For Immediate Release, September 24, 2013
Contact: Jaclyn Lopez, (727) 490-9190 or firstname.lastname@example.org
Imperiled Coastal Florida Bird, Lizard Threatened by Sea-level Rise Move Closer to
Endangered Species Act Protection
ST. PETERSBURG, Fla.— In a settlement with the Center for Biological Diversity, the U.S. Fish and Wildlife Service committed late Monday to making Endangered Species Act findings on whether protections are warranted for the MacGillivray’s seaside sparrow and the Florida Keys mole skink, in 2018 and 2017 respectively. Both species are threatened by sea levels projected to rise by as much as 3 to 6 feet in Florida by the end of the century.
|Florida Keys mole skink photo courtesy USFWS. This photo is available for media use.
“It’s not too late to save these charismatic coastal species,” said Jaclyn Lopez, a Center attorney based in Florida. “But swift action to reduce greenhouse gas emissions is needed to stave off the worst impacts of sea-level rise.”
The sparrow once ranged from North Carolina south into Florida’s Volusia County, but has not been spotted south of Duval County, Fla. in years. It is one of four seaside sparrows remaining in Florida; since the dusky seaside sparrow was declared extinct in 1987, the MacGillivray’s represents the southernmost Atlantic subspecies.
The mole skink is a colorful, shiny lizard found mainly along the sandy shoreline of Dry Tortugas and the Lower Keys, though it may also occur among other Florida keys. It was once locally common, but its population has declined up to 30 percent, and the lizard is now considered rare. It’s also the southernmost subspecies of its species, precariously dependent on suitable sandy shoreline habitat.
In 2011, a year after the Center petitioned for their protection, the Service determined that the sparrow and mole skink “may warrant” federal protection as endangered or threatened species; yet it has failed to make the required 12-month findings to decide whether protection will be granted.

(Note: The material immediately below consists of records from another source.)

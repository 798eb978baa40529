//! **tabula** -- form fields and data tables for [`ratatui`] terminal apps.
//!
//! This umbrella crate re-exports everything needed from a single
//! dependency:
//!
//! ```toml
//! [dependencies]
//! tabula = "0.1"
//! ```
//!
//! # Re-exports
//!
//! * All public items from [`tabula_core`] at the crate root ([`Model`],
//!   [`Component`], [`Command`], [`Subscription`], [`Program`], [`run`],
//!   [`run_with`], etc.).
//! * The [`widgets`] module re-exports [`tabula_widgets`]: the
//!   [`Field`](widgets::Field) and the [`DataTable`](widgets::DataTable).
//! * [`ratatui`], [`crossterm`], [`tokio`] and [`tracing`] so downstream
//!   crates do not need to depend on them directly.
//!
//! # Quick start
//!
//! ```ignore
//! use tabula::widgets::{data_table, Column, DataTable};
//! use tabula::{record, Command, Component, Model};
//! use ratatui::Frame;
//!
//! struct App {
//!     table: DataTable<tabula::widgets::Row>,
//! }
//!
//! enum Msg {
//!     Table(data_table::Message<tabula::widgets::Row>),
//! }
//!
//! impl Model for App {
//!     type Message = Msg;
//!     type Flags = ();
//!
//!     fn init(_: ()) -> (Self, Command<Msg>) {
//!         let columns = vec![Column::new("name", "Name").sortable()];
//!         let rows = vec![record! { "id" => 1, "name" => "Ann" }];
//!         (App { table: DataTable::new(columns, rows) }, Command::none())
//!     }
//!
//!     fn update(&mut self, msg: Msg) -> Command<Msg> {
//!         match msg {
//!             Msg::Table(m) => self.table.update(m).map(Msg::Table),
//!         }
//!     }
//!
//!     fn view(&self, frame: &mut Frame) {
//!         self.table.view(frame, frame.area());
//!     }
//! }
//!
//! #[tokio::main]
//! async fn main() {
//!     tabula::run::<App>(()).await.unwrap();
//! }
//! ```

pub use tabula_core::*;
pub use tabula_widgets::record;

pub mod widgets {
    pub use tabula_widgets::*;
}

// Re-export dependencies for use in demos and downstream crates
pub use crossterm;
pub use ratatui;
pub use tokio;
pub use tracing;
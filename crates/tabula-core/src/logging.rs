//! File-backed `tracing` setup.
//!
//! A full-screen terminal UI owns stdout, so diagnostics go to a file
//! instead. [`init_file_logging`] installs a global `tracing-subscriber`
//! formatter writing through a non-blocking `tracing-appender` worker.

use std::path::{Path, PathBuf};
use tracing_appender::non_blocking::WorkerGuard;
use tracing_subscriber::EnvFilter;

/// Errors raised while installing the log subscriber.
#[derive(Debug, thiserror::Error)]
pub enum LoggingError {
    /// The log path has no file name component.
    #[error("log path {0:?} does not name a file")]
    InvalidPath(PathBuf),
    /// The log directory could not be created.
    #[error("could not create log directory: {0}")]
    Io(#[from] std::io::Error),
    /// The fallback filter directive did not parse.
    #[error("invalid log filter: {0}")]
    Filter(#[from] tracing_subscriber::filter::ParseError),
    /// A global subscriber is already installed.
    #[error("could not install log subscriber: {0}")]
    Install(String),
}

/// Send `tracing` output to `path` (appending).
///
/// `RUST_LOG` takes precedence; `default_filter` (e.g. `"info"` or
/// `"tabula_widgets=debug"`) applies when it is unset or invalid. Keep the
/// returned guard alive for as long as logging should work; dropping it
/// flushes and stops the writer thread.
///
/// ```no_run
/// let _guard = tabula_core::logging::init_file_logging("tabula.log", "debug").unwrap();
/// tracing::info!("ready");
/// ```
pub fn init_file_logging(
    path: impl AsRef<Path>,
    default_filter: &str,
) -> Result<WorkerGuard, LoggingError> {
    let path = path.as_ref();
    let file_name = path
        .file_name()
        .ok_or_else(|| LoggingError::InvalidPath(path.to_path_buf()))?;
    let dir = match path.parent() {
        Some(parent) if !parent.as_os_str().is_empty() => parent,
        _ => Path::new("."),
    };
    std::fs::create_dir_all(dir)?;

    let filter = match EnvFilter::try_from_default_env() {
        Ok(filter) => filter,
        Err(_) => EnvFilter::try_new(default_filter)?,
    };

    let (writer, guard) = tracing_appender::non_blocking(tracing_appender::rolling::never(
        dir, file_name,
    ));
    tracing_subscriber::fmt()
        .with_writer(writer)
        .with_ansi(false)
        .with_env_filter(filter)
        .try_init()
        .map_err(|e| LoggingError::Install(e.to_string()))?;

    Ok(guard)
}
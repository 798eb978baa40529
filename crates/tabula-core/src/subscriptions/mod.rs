//! Built-in subscription sources.
//!
//! - [`terminal_events`] -- key, mouse, resize and paste events.
//! - [`Every`] -- a repeating timer, used for spinner animation.

mod terminal;
mod timer;

pub use terminal::*;
pub use timer::*;
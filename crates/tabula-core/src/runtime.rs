use crate::command::{Command, CommandInner, TerminalCommand};
use crate::logging::{init_file_logging, LoggingError};
use crate::model::Model;
use crate::subscription::SubscriptionManager;
use crossterm::{
    cursor,
    event::{DisableBracketedPaste, DisableMouseCapture, EnableBracketedPaste, EnableMouseCapture},
    execute,
    terminal::{
        disable_raw_mode, enable_raw_mode, EnterAlternateScreen, LeaveAlternateScreen, SetTitle,
    },
};
use ratatui::{backend::CrosstermBackend, Terminal};
use std::io::{self, stdout, Stdout};
use std::path::PathBuf;
use std::time::Duration;
use tokio::sync::mpsc;
use tokio::time::MissedTickBehavior;
use tracing_appender::non_blocking::WorkerGuard;

/// Errors that can occur while initializing or running a [`Program`].
#[derive(Debug, thiserror::Error)]
pub enum ProgramError {
    /// Terminal setup, rendering, or teardown failed.
    #[error("IO error: {0}")]
    Io(#[from] io::Error),
    /// [`ProgramOptions::log_file`] was set but logging could not start.
    #[error("logging setup failed: {0}")]
    Logging(#[from] LoggingError),
}

/// Configuration options for a [`Program`].
///
/// Override only what you need with struct update syntax:
///
/// ```rust,ignore
/// let opts = ProgramOptions {
///     mouse_capture: true,
///     title: Some("Directory".into()),
///     log_file: Some("directory.log".into()),
///     ..ProgramOptions::default()
/// };
/// ```
#[derive(Debug, Clone)]
pub struct ProgramOptions {
    /// Redraw rate ceiling in frames per second (default 60, clamped to 1..=120).
    pub fps: u32,
    /// Render on the alternate screen (default true).
    pub alt_screen: bool,
    /// Report mouse events, needed for clicking headers, rows and field
    /// affordances (default false).
    pub mouse_capture: bool,
    /// Deliver pastes as a single event (default true).
    pub bracketed_paste: bool,
    /// Terminal window title.
    pub title: Option<String>,
    /// Restore the terminal before the default panic hook prints (default true).
    pub catch_panics: bool,
    /// Quit on Ctrl+C delivered as a signal (default true).
    pub handle_signals: bool,
    /// Write `tracing` output to this file.
    pub log_file: Option<PathBuf>,
    /// Filter used for the log file when `RUST_LOG` is unset (default `"info"`).
    pub log_filter: String,
}

impl Default for ProgramOptions {
    fn default() -> Self {
        Self {
            fps: 60,
            alt_screen: true,
            mouse_capture: false,
            bracketed_paste: true,
            title: None,
            catch_panics: true,
            handle_signals: true,
            log_file: None,
            log_filter: "info".to_string(),
        }
    }
}

/// Drives a [`Model`] against the real terminal until it quits.
///
/// ```rust,ignore
/// #[tokio::main]
/// async fn main() -> Result<(), ProgramError> {
///     let final_state = Program::<App>::new(())?.run().await?;
///     Ok(())
/// }
/// ```
pub struct Program<M: Model> {
    model: M,
    terminal: Terminal<CrosstermBackend<Stdout>>,
    msg_tx: mpsc::UnboundedSender<M::Message>,
    msg_rx: mpsc::UnboundedReceiver<M::Message>,
    subscriptions: SubscriptionManager<M::Message>,
    options: ProgramOptions,
    needs_redraw: bool,
    should_quit: bool,
    _log_guard: Option<WorkerGuard>,
}

impl<M: Model> Program<M> {
    /// Create a program with default options.
    pub fn new(flags: M::Flags) -> Result<Self, ProgramError> {
        Self::with_options(flags, ProgramOptions::default())
    }

    /// Create a program with custom options. Takes over the terminal.
    pub fn with_options(flags: M::Flags, options: ProgramOptions) -> Result<Self, ProgramError> {
        let log_guard = match options.log_file {
            Some(ref path) => Some(init_file_logging(path, &options.log_filter)?),
            None => None,
        };

        let (msg_tx, msg_rx) = mpsc::unbounded_channel();
        let (model, init_cmd) = M::init(flags);
        let terminal = init_terminal(&options)?;
        let subscriptions = SubscriptionManager::new(msg_tx.clone());

        let mut program = Self {
            model,
            terminal,
            msg_tx,
            msg_rx,
            subscriptions,
            options,
            needs_redraw: true,
            should_quit: false,
            _log_guard: log_guard,
        };
        tracing::info!("program initialized");

        program.execute(init_cmd);
        let subs = program.model.subscriptions();
        program.subscriptions.reconcile(subs);

        Ok(program)
    }

    /// Sender for injecting messages from outside the event loop.
    pub fn sender(&self) -> mpsc::UnboundedSender<M::Message> {
        self.msg_tx.clone()
    }

    /// Run until the model quits; returns the final model state.
    pub async fn run(mut self) -> Result<M, ProgramError> {
        let result = self.event_loop().await;

        tracing::info!("shutting down");
        self.subscriptions.shutdown();
        restore_terminal(&self.options)?;
        result?;

        Ok(self.model)
    }

    async fn event_loop(&mut self) -> Result<(), ProgramError> {
        self.render()?;

        let fps = self.options.fps.clamp(1, 120);
        let mut frame = tokio::time::interval(Duration::from_secs_f64(1.0 / f64::from(fps)));
        frame.set_missed_tick_behavior(MissedTickBehavior::Skip);
        let handle_signals = self.options.handle_signals;

        while !self.should_quit {
            tokio::select! {
                biased;

                _ = tokio::signal::ctrl_c(), if handle_signals => {
                    tracing::info!("received ctrl+c");
                    self.should_quit = true;
                }

                Some(msg) = self.msg_rx.recv() => {
                    self.process(msg);
                    // Drain whatever queued up meanwhile before the next frame.
                    while let Ok(msg) = self.msg_rx.try_recv() {
                        self.process(msg);
                        if self.should_quit {
                            break;
                        }
                    }
                }

                _ = frame.tick() => {
                    if self.needs_redraw {
                        self.render()?;
                        self.needs_redraw = false;
                    }
                }
            }
        }
        Ok(())
    }

    fn process(&mut self, msg: M::Message) {
        let cmd = self.model.update(msg);
        self.execute(cmd);
        let subs = self.model.subscriptions();
        self.subscriptions.reconcile(subs);
        self.needs_redraw = true;
    }

    fn execute(&mut self, cmd: Command<M::Message>) {
        match cmd.inner {
            CommandInner::None => {}
            CommandInner::Message(msg) => {
                let _ = self.msg_tx.send(msg);
            }
            CommandInner::Quit => self.should_quit = true,
            CommandInner::Future(fut) => {
                let tx = self.msg_tx.clone();
                tokio::spawn(async move {
                    let _ = tx.send(fut.await);
                });
            }
            CommandInner::Batch(cmds) => {
                for cmd in cmds {
                    self.execute(cmd);
                }
            }
            CommandInner::Terminal(tcmd) => {
                if let Err(err) = execute_terminal(tcmd) {
                    tracing::warn!(%err, "terminal command failed");
                }
            }
        }
    }

    fn render(&mut self) -> Result<(), ProgramError> {
        self.terminal.draw(|frame| self.model.view(frame))?;
        Ok(())
    }
}

fn execute_terminal(cmd: TerminalCommand) -> io::Result<()> {
    let mut out = stdout();
    match cmd {
        TerminalCommand::EnableMouseCapture => execute!(out, EnableMouseCapture),
        TerminalCommand::DisableMouseCapture => execute!(out, DisableMouseCapture),
        TerminalCommand::ShowCursor => execute!(out, cursor::Show),
        TerminalCommand::HideCursor => execute!(out, cursor::Hide),
        TerminalCommand::SetTitle(title) => execute!(out, SetTitle(title)),
    }
}

fn init_terminal(options: &ProgramOptions) -> Result<Terminal<CrosstermBackend<Stdout>>, ProgramError> {
    if options.catch_panics {
        use std::sync::Once;
        static HOOK_INSTALLED: Once = Once::new();
        let alt_screen = options.alt_screen;
        HOOK_INSTALLED.call_once(|| {
            let original_hook = std::panic::take_hook();
            std::panic::set_hook(Box::new(move |info| {
                let _ = restore_terminal_minimal(alt_screen);
                original_hook(info);
            }));
        });
    }

    enable_raw_mode()?;
    let mut out = stdout();
    if options.alt_screen {
        execute!(out, EnterAlternateScreen)?;
    }
    if options.bracketed_paste {
        execute!(out, EnableBracketedPaste)?;
    }
    if options.mouse_capture {
        execute!(out, EnableMouseCapture)?;
    }
    if let Some(ref title) = options.title {
        execute!(out, SetTitle(title))?;
    }
    execute!(out, cursor::Hide)?;

    Ok(Terminal::new(CrosstermBackend::new(out))?)
}

fn restore_terminal(options: &ProgramOptions) -> Result<(), ProgramError> {
    restore_terminal_minimal(options.alt_screen)?;
    Ok(())
}

/// Best-effort teardown: every step runs even if an earlier one failed, and
/// only the raw-mode error is reported.
fn restore_terminal_minimal(alt_screen: bool) -> io::Result<()> {
    let raw = disable_raw_mode();
    let mut out = stdout();
    execute!(out, DisableBracketedPaste).ok();
    execute!(out, DisableMouseCapture).ok();
    execute!(out, cursor::Show).ok();
    if alt_screen {
        execute!(out, LeaveAlternateScreen).ok();
    }
    raw
}
//! Single-line edit buffer: a character vector plus a cursor.
//!
//! All operations keep `cursor <= len`. Mutating operations return `true`
//! when the text actually changed, which the field uses to decide whether to
//! report a change.

#[derive(Debug, Clone, Default, PartialEq, Eq)]
pub struct EditBuffer {
    chars: Vec<char>,
    cursor: usize,
}

impl EditBuffer {
    /// Buffer holding `text` with the cursor at the end.
    pub fn new(text: &str) -> Self {
        let chars: Vec<char> = text.chars().collect();
        let cursor = chars.len();
        Self { chars, cursor }
    }

    pub fn text(&self) -> String {
        self.chars.iter().collect()
    }

    pub fn chars(&self) -> &[char] {
        &self.chars
    }

    pub fn len(&self) -> usize {
        self.chars.len()
    }

    pub fn is_empty(&self) -> bool {
        self.chars.is_empty()
    }

    pub fn cursor(&self) -> usize {
        self.cursor
    }

    pub fn set_cursor(&mut self, pos: usize) {
        self.cursor = pos.min(self.chars.len());
    }

    /// Replace the text; keeps the cursor where it was if still in range.
    pub fn set_text(&mut self, text: &str) {
        self.chars = text.chars().collect();
        self.cursor = self.cursor.min(self.chars.len());
    }

    pub fn clear(&mut self) -> bool {
        let changed = !self.chars.is_empty();
        self.chars.clear();
        self.cursor = 0;
        changed
    }

    /// Insert at the cursor, honouring an optional character limit.
    pub fn insert(&mut self, c: char, limit: Option<usize>) -> bool {
        if limit.is_some_and(|limit| self.chars.len() >= limit) {
            return false;
        }
        self.chars.insert(self.cursor, c);
        self.cursor += 1;
        true
    }

    /// Insert as much of `text` as the limit allows.
    pub fn insert_str(&mut self, text: &str, limit: Option<usize>) -> bool {
        let room = limit.map_or(usize::MAX, |limit| limit.saturating_sub(self.chars.len()));
        let incoming: Vec<char> = text.chars().take(room).collect();
        if incoming.is_empty() {
            return false;
        }
        let n = incoming.len();
        self.chars.splice(self.cursor..self.cursor, incoming);
        self.cursor += n;
        true
    }

    pub fn delete_back(&mut self) -> bool {
        if self.cursor == 0 {
            return false;
        }
        self.cursor -= 1;
        self.chars.remove(self.cursor);
        true
    }

    pub fn delete_forward(&mut self) -> bool {
        if self.cursor >= self.chars.len() {
            return false;
        }
        self.chars.remove(self.cursor);
        true
    }

    /// Delete the word before the cursor, including spaces between it and
    /// the cursor.
    pub fn delete_word_back(&mut self) -> bool {
        let start = self.word_start_before(self.cursor, |c| c == ' ');
        if start == self.cursor {
            return false;
        }
        self.chars.drain(start..self.cursor);
        self.cursor = start;
        true
    }

    /// Delete from the line start to the cursor.
    pub fn delete_to_start(&mut self) -> bool {
        if self.cursor == 0 {
            return false;
        }
        self.chars.drain(..self.cursor);
        self.cursor = 0;
        true
    }

    /// Delete from the cursor to the line end.
    pub fn delete_to_end(&mut self) -> bool {
        if self.cursor >= self.chars.len() {
            return false;
        }
        self.chars.truncate(self.cursor);
        true
    }

    pub fn left(&mut self) {
        self.cursor = self.cursor.saturating_sub(1);
    }

    pub fn right(&mut self) {
        self.cursor = (self.cursor + 1).min(self.chars.len());
    }

    pub fn home(&mut self) {
        self.cursor = 0;
    }

    pub fn end(&mut self) {
        self.cursor = self.chars.len();
    }

    /// Jump to the start of the previous alphanumeric word.
    pub fn word_left(&mut self) {
        self.cursor = self.word_start_before(self.cursor, |c| !c.is_alphanumeric());
    }

    /// Jump past the current word and the separators after it.
    pub fn word_right(&mut self) {
        let len = self.chars.len();
        let mut i = self.cursor;
        while i < len && self.chars[i].is_alphanumeric() {
            i += 1;
        }
        while i < len && !self.chars[i].is_alphanumeric() {
            i += 1;
        }
        self.cursor = i;
    }

    fn word_start_before(&self, from: usize, is_separator: impl Fn(char) -> bool) -> usize {
        let mut i = from;
        while i > 0 && is_separator(self.chars[i - 1]) {
            i -= 1;
        }
        while i > 0 && !is_separator(self.chars[i - 1]) {
            i -= 1;
        }
        i
    }
}
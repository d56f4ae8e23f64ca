//! Reference resolution for `$ref`.
//!
//! A `$ref` value is a URI with a fragment. Fragment-only refs (`#/a/b`)
//! resolve by walking the bound root schema key-by-key through the
//! fragment segments. Refs with a non-empty URI require the registered
//! file loader; the remote document is evaluated by a fresh nested
//! evaluator bound to the remote root, so `$ref`s inside the remote
//! document resolve relative to the remote root rather than the original
//! one. The nested evaluator inherits draft, reporting mode, format
//! registry, and loader; its accumulated errors and warnings are
//! absorbed into the outer sink.

use std::sync::Arc;

use serde_json::Value;

use super::errors::{EvalError, EvalResult};
use super::evaluator::Evaluator;

/// Callback that fetches and parses a remote schema document by URI.
///
/// The engine performs no I/O itself; a loader may read the filesystem,
/// a cache, or the network, and blocks the validation while doing so.
pub type FileLoader =
    Arc<dyn Fn(&str) -> Result<Value, Box<dyn std::error::Error + Send + Sync>>>;

impl Evaluator {
    /// Validates data against the target of a `$ref`, short-circuiting
    /// every sibling keyword.
    pub(super) fn validate_reference(
        &mut self,
        data: &Value,
        reference: &Value,
    ) -> EvalResult<bool> {
        let reference = reference.as_str().ok_or_else(|| {
            EvalError::InvalidSchema(format!("$ref must be a string, got '{}'", reference))
        })?;

        // Fragment-only: resolve within the bound root schema.
        if let Some(fragment) = reference.strip_prefix('#') {
            let root = Arc::clone(&self.root);
            let target = walk_schema_from_root(&root, reference, fragment)?;
            return self.validate_node(data, target);
        }

        let (uri, fragment) = reference.split_once('#').ok_or_else(|| {
            EvalError::InvalidSchema(format!(
                "$ref '{}' could not be handled because it didn't start with '#'",
                reference
            ))
        })?;

        let loader = self
            .file_loader
            .clone()
            .ok_or_else(|| EvalError::FileLoaderMissing { uri: uri.into() })?;
        let remote_root = loader(uri).map_err(|error| EvalError::RemoteLoadFailed {
            uri: uri.into(),
            reason: error.to_string(),
        })?;

        // Fresh evaluator bound to the remote root: nested refs resolve
        // against the remote document.
        let mut nested = Evaluator::with_mode(remote_root, self.draft, self.sink.mode());
        nested.formats = self.formats.clone();
        nested.file_loader = Some(loader);

        let remote_arc = Arc::clone(&nested.root);
        let outcome = walk_schema_from_root(&remote_arc, reference, fragment)
            .and_then(|target| nested.validate_node(data, target));

        self.sink.absorb(nested.sink);
        outcome
    }
}

/// Walks a schema document key-by-key through the fragment segments.
fn walk_schema_from_root<'a>(
    root: &'a Value,
    reference: &str,
    fragment: &str,
) -> EvalResult<&'a Value> {
    let mut node = root;
    for segment in fragment.split('/').filter(|segment| !segment.is_empty()) {
        node = node
            .as_object()
            .and_then(|object| object.get(segment))
            .ok_or_else(|| {
                EvalError::InvalidSchema(format!(
                    "$ref '{}' does not resolve: no node at segment '{}'",
                    reference, segment
                ))
            })?;
    }
    Ok(node)
}
//! Filesystem-backed schema document store.
//!
//! An external collaborator for the engine's remote-loader seam: maps a
//! `$ref` URI to a JSON document under a root directory, parses it once,
//! and caches the parsed tree. Convertible into the [`FileLoader`]
//! callback the evaluator consumes.
//!
//! [`FileLoader`]: crate::engine::FileLoader

mod errors;
mod store;

pub use errors::{StoreError, StoreResult};
pub use store::DocumentStore;
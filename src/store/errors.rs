//! Document store error types.

use std::path::PathBuf;

use thiserror::Error;

/// Result type for document store operations.
pub type StoreResult<T> = Result<T, StoreError>;

/// Faults raised while loading schema documents from disk.
#[derive(Debug, Error)]
pub enum StoreError {
    /// Reading the document file failed.
    #[error("failed to read schema document '{path}': {source}")]
    Io {
        path: PathBuf,
        #[source]
        source: std::io::Error,
    },

    /// The document file is not valid JSON.
    #[error("malformed schema document '{path}': {source}")]
    Parse {
        path: PathBuf,
        #[source]
        source: serde_json::Error,
    },

    /// The URI escapes the store's root directory.
    #[error("schema URI '{uri}' resolves outside the document root")]
    OutsideRoot { uri: String },
}
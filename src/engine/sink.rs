//! Error sink: accumulates or raises validation failures.
//!
//! In eager mode [`ErrorSink::report`] aborts evaluation by returning a
//! [`EvalError::ValidationFailed`]; in lazy mode it records the message
//! and lets evaluation continue, so a single top-level call surfaces
//! every independent violation. Both modes must judge the same data
//! valid: handlers report through the sink and propagate the returned
//! verdict, never branching on the mode themselves.
//!
//! Warnings (advisory `format` findings under draft2019-09) accumulate
//! in both modes and never affect the verdict.

use super::errors::{EvalError, EvalResult};

/// Error-reporting mode of an evaluator.
#[derive(Debug, Clone, Copy, PartialEq, Eq, Default)]
pub enum ReportingMode {
    /// Abort on the first validation failure.
    #[default]
    Eager,
    /// Collect all validation failures; `validate` returns `Ok(false)`.
    Lazy,
}

/// Accumulates validation failures and advisory warnings for one
/// top-level `validate` call.
#[derive(Debug)]
pub(super) struct ErrorSink {
    mode: ReportingMode,
    errors: Vec<String>,
    warnings: Vec<String>,
}

impl ErrorSink {
    pub fn new(mode: ReportingMode) -> Self {
        Self {
            mode,
            errors: Vec::new(),
            warnings: Vec::new(),
        }
    }

    pub fn mode(&self) -> ReportingMode {
        self.mode
    }

    /// Reports a validation failure.
    ///
    /// Eager mode: returns `Err(ValidationFailed)`, aborting evaluation.
    /// Lazy mode: records the message and returns `Ok(false)`.
    pub fn report(&mut self, message: impl Into<String>) -> EvalResult<bool> {
        let message = message.into();
        match self.mode {
            ReportingMode::Eager => Err(EvalError::ValidationFailed(message)),
            ReportingMode::Lazy => {
                self.errors.push(message);
                Ok(false)
            }
        }
    }

    /// Records an advisory warning. Never affects the verdict.
    pub fn warn(&mut self, message: impl Into<String>) {
        self.warnings.push(message.into());
    }

    pub fn errors(&self) -> &[String] {
        &self.errors
    }

    pub fn warnings(&self) -> &[String] {
        &self.warnings
    }

    /// Clears accumulated state at the start of a top-level call.
    pub fn reset(&mut self) {
        self.errors.clear();
        self.warnings.clear();
    }

    /// Opens an isolated branch scope for combinator sub-evaluation.
    ///
    /// Errors recorded inside the branch are discarded when the scope is
    /// closed with [`ErrorSink::end_branch`]; only the branch's boolean
    /// outcome may influence the outer evaluation. Warnings stay.
    pub fn begin_branch(&mut self) -> Vec<String> {
        std::mem::take(&mut self.errors)
    }

    /// Closes an isolated branch scope, restoring the outer error list.
    pub fn end_branch(&mut self, saved: Vec<String>) {
        self.errors = saved;
    }

    /// Absorbs the errors and warnings of a nested evaluator's sink
    /// (remote `$ref` resolution).
    pub fn absorb(&mut self, other: ErrorSink) {
        self.errors.extend(other.errors);
        self.warnings.extend(other.warnings);
    }
}
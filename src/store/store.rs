//! Directory-backed store of parsed schema documents.

use std::collections::HashMap;
use std::fs;
use std::path::{Component, Path, PathBuf};
use std::sync::{Arc, Mutex};

use serde_json::Value;

use crate::engine::FileLoader;

use super::errors::{StoreError, StoreResult};

/// Loads and caches parsed schema documents from a root directory.
///
/// URIs are interpreted as relative paths under the root; absolute
/// paths and parent-directory segments are rejected. Documents are
/// parsed once and served from the cache afterwards.
pub struct DocumentStore {
    root_dir: PathBuf,
    cache: Mutex<HashMap<String, Value>>,
}

impl DocumentStore {
    /// Creates a store rooted at the given directory.
    pub fn new(root_dir: impl Into<PathBuf>) -> Self {
        Self {
            root_dir: root_dir.into(),
            cache: Mutex::new(HashMap::new()),
        }
    }

    /// Returns the store's root directory.
    pub fn root_dir(&self) -> &Path {
        &self.root_dir
    }

    /// Fetches the parsed document for a URI, reading and caching it on
    /// first use.
    pub fn get(&self, uri: &str) -> StoreResult<Value> {
        if let Some(document) = self.cache.lock().unwrap().get(uri) {
            return Ok(document.clone());
        }

        let path = self.resolve(uri)?;
        let content = fs::read_to_string(&path).map_err(|source| StoreError::Io {
            path: path.clone(),
            source,
        })?;
        let document: Value =
            serde_json::from_str(&content).map_err(|source| StoreError::Parse {
                path: path.clone(),
                source,
            })?;

        self.cache
            .lock()
            .unwrap()
            .insert(uri.to_string(), document.clone());
        Ok(document)
    }

    /// Converts the store into the loader callback consumed by
    /// [`Evaluator::set_file_loader`].
    ///
    /// [`Evaluator::set_file_loader`]: crate::engine::Evaluator::set_file_loader
    pub fn into_loader(self) -> FileLoader {
        let store = Arc::new(self);
        Arc::new(move |uri: &str| store.get(uri).map_err(Into::into))
    }

    fn resolve(&self, uri: &str) -> StoreResult<PathBuf> {
        let relative = Path::new(uri);
        let escapes = relative.components().any(|component| {
            !matches!(component, Component::Normal(_) | Component::CurDir)
        });
        if escapes || uri.is_empty() {
            return Err(StoreError::OutsideRoot { uri: uri.into() });
        }
        Ok(self.root_dir.join(relative))
    }
}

“The sparrow and skink are vulnerable to coastal squeeze, which occurs when habitat is pinched between rising sea levels and coastal development, preventing landward movement,” said Lopez. “Protecting these species under the Act will help ensure that their habitat needs are considered as human populations respond to sea-level rise.”
The Southeast supports more kinds of freshwater animals than anywhere else in the world, but the region has already lost more than 50 freshwater species to extinction in recent times. The Center is working to save more than 400 at-risk aquatic species in the Southeast.
The Center for Biological Diversity is a national, nonprofit conservation organization with more than 625,000 members and online activists dedicated to the protection of endangered species and wild places.